Marguerite Yourcenar 

S’il y a un thème où existence humaine et perception du temps sont intimement liées, c’est bien celui du Temps et de l’Énergie. Quand nous parlons d’énergie, elle est considérée ici dans sa dimension d’énergie vitale, force indispensable à la vie au sens large et valable aussi bien pour l’être humain que dans le règne animal, végétal ou minéral.

Il était une fois… 

Un paysan en l’an 1200

Jacques s’est levé avec le soleil et comme chaque matin, il se rend sur son unique lopin de terre. Sa femme est déjà dans l’étable pour traire ses deux vaches et nourrir les quelques volailles. Dans quelques jours, elle se rendra au marché pour y vendre le lait et les œufs, ce qui constituera un supplément de revenu non négligeable. Il est vrai que tous les trois ans, il faut laisser la terre en jachère quelques saisons pour qu’elle reprenne des forces. Mais comme cette année, et par la grâce de Dieu, la récolte semble prometteuse, Jacques pourra nourrir correctement sa famille, avec ses cinq enfants et ses parents. 

Un agriculteur dans les années 2000

Yvan a hérité de la ferme de ses parents.

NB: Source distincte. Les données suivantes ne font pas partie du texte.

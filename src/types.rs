//! Core records: AssetId, Asset, RankedAsset, HoldingEntry, Trade, Action

use std::fmt;

/// Id of the synthetic cash asset.
pub const CASH_ID: &str = "usdusd";

/// Asset identifier: lowercase `symbol + name`, unique within a snapshot.
///
/// `AssetId::new("BTC")` keeps the string as given; use [`AssetId::from_parts`]
/// to derive the canonical id from a symbol and name.
#[derive(Clone, Debug, Default, PartialEq, Eq, PartialOrd, Ord, Hash)]
#[cfg_attr(feature = "serde", derive(serde::Serialize, serde::Deserialize))]
#[cfg_attr(feature = "serde", serde(transparent))]
pub struct AssetId(String);

impl AssetId {
    pub fn new(id: impl Into<String>) -> Self {
        Self(id.into())
    }

    /// Canonical id: `(symbol + name).to_lowercase()`.
    pub fn from_parts(symbol: &str, name: &str) -> Self {
        Self(format!("{symbol}{name}").to_lowercase())
    }

    /// The cash id, `usdusd`.
    pub fn cash() -> Self {
        Self(CASH_ID.to_string())
    }

    #[inline]
    pub fn is_cash(&self) -> bool {
        self.0 == CASH_ID
    }

    #[inline]
    pub fn as_str(&self) -> &str {
        &self.0
    }
}

impl fmt::Display for AssetId {
    fn fmt(&self, f: &mut fmt::Formatter<'_>) -> fmt::Result {
        f.write_str(&self.0)
    }
}

impl From<&str> for AssetId {
    fn from(s: &str) -> Self {
        Self::new(s)
    }
}

impl From<String> for AssetId {
    fn from(s: String) -> Self {
        Self(s)
    }
}

/// One asset of a market snapshot.
#[derive(Clone, Debug, PartialEq)]
#[cfg_attr(feature = "serde", derive(serde::Serialize, serde::Deserialize))]
#[cfg_attr(feature = "serde", serde(rename_all = "camelCase"))]
pub struct Asset {
    pub id: AssetId,
    pub symbol: String,
    pub name: String,
    /// Price in the quote currency (USD)
    pub price: f64,
    /// Market capitalization in the quote currency
    pub market_cap: f64,
}

impl Asset {
    /// Build an asset, deriving its id from symbol and name.
    pub fn new(symbol: &str, name: &str, price: f64, market_cap: f64) -> Self {
        Self {
            id: AssetId::from_parts(symbol, name),
            symbol: symbol.to_string(),
            name: name.to_string(),
            price,
            market_cap,
        }
    }

    /// The synthetic cash asset: price 1, market cap 0.
    pub fn cash() -> Self {
        Self {
            id: AssetId::cash(),
            symbol: "USD".to_string(),
            name: "USD".to_string(),
            price: 1.0,
            market_cap: 0.0,
        }
    }

    #[inline]
    pub fn is_cash(&self) -> bool {
        self.id.is_cash()
    }
}

/// An asset selected into the tradeable set, with its target weight.
#[derive(Clone, Debug, PartialEq)]
#[cfg_attr(feature = "serde", derive(serde::Serialize, serde::Deserialize))]
pub struct RankedAsset {
    pub asset: Asset,
    /// Fraction of account value to hold in this asset, in [0, 1]
    pub target_allocation: f64,
}

/// One entry of the investor's holdings contract.
#[derive(Clone, Debug, PartialEq)]
#[cfg_attr(feature = "serde", derive(serde::Serialize, serde::Deserialize))]
pub struct HoldingEntry {
    pub id: AssetId,
    pub coins: f64,
}

impl HoldingEntry {
    pub fn new(id: impl Into<AssetId>, coins: f64) -> Self {
        Self {
            id: id.into(),
            coins,
        }
    }
}

/// Trade direction produced by the diff generator.
#[derive(Clone, Copy, Debug, PartialEq, Eq, Hash)]
#[cfg_attr(feature = "serde", derive(serde::Serialize, serde::Deserialize))]
#[cfg_attr(feature = "serde", serde(rename_all = "UPPERCASE"))]
pub enum Action {
    Buy,
    Sell,
    Hold,
    /// Not held and zero target: nothing to do.
    None,
}

impl fmt::Display for Action {
    fn fmt(&self, f: &mut fmt::Formatter<'_>) -> fmt::Result {
        match self {
            Action::Buy => write!(f, "BUY"),
            Action::Sell => write!(f, "SELL"),
            Action::Hold => write!(f, "HOLD"),
            Action::None => write!(f, "NONE"),
        }
    }
}

/// A single rebalance instruction for one asset.
#[derive(Clone, Debug, PartialEq)]
#[cfg_attr(feature = "serde", derive(serde::Serialize, serde::Deserialize))]
pub struct Trade {
    pub id: AssetId,
    pub symbol: String,
    pub name: String,
    pub target_allocation: f64,
    pub current_allocation: f64,
    pub target_coins: f64,
    pub current_coins: f64,
    pub action: Action,
    pub price: f64,
}

impl Trade {
    /// Coins to acquire (positive) or dispose of (negative).
    #[inline]
    pub fn coin_delta(&self) -> f64 {
        self.target_coins - self.current_coins
    }

    /// Signed quote-currency amount of the trade.
    #[inline]
    pub fn amount(&self) -> f64 {
        self.coin_delta() * self.price
    }

    /// Absolute quote-currency amount.
    #[inline]
    pub fn notional(&self) -> f64 {
        self.amount().abs()
    }

    /// Quote-currency value at target.
    #[inline]
    pub fn target_value(&self) -> f64 {
        self.target_coins * self.price
    }

    /// Quote-currency value currently held.
    #[inline]
    pub fn current_value(&self) -> f64 {
        self.current_coins * self.price
    }

    /// True if applying the trade would not change the holding.
    #[inline]
    pub fn is_noop(&self) -> bool {
        self.coin_delta() == 0.0
    }
}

Dans les années 1990, ceux-ci ont beaucoup investi dans des machines onéreuses pour étendre leur exploitation de plusieurs dizaines d’hectares et optimiser les rendements. Grâce aux insecticides et aux engrais phosphatés, tout pousse plus vite et peu de récoltes sont gâchées. Mais avec le temps, la terre s’est fatiguée : les récoltes sont de moins en moins bonnes, en quantité et en qualité. Yvan est épuisé. Et il y a un an, sa femme est tombée gravement malade.

Qu’est-ce qui a changé entre ces deux époques ?

Un temps cyclique : le temps « s’adapte » à l’énergie de l’homme et de la nature

Pour l’historien Moishe Postone, dans l’Antiquité comme dans l’Europe médiévale et jusqu’au xive siècle, on ne pensait pas le temps en termes de continuité. L’année était divisée qualitativement selon les saisons et le zodiaque (c’est-à-dire en fonction des mouvements des planètes).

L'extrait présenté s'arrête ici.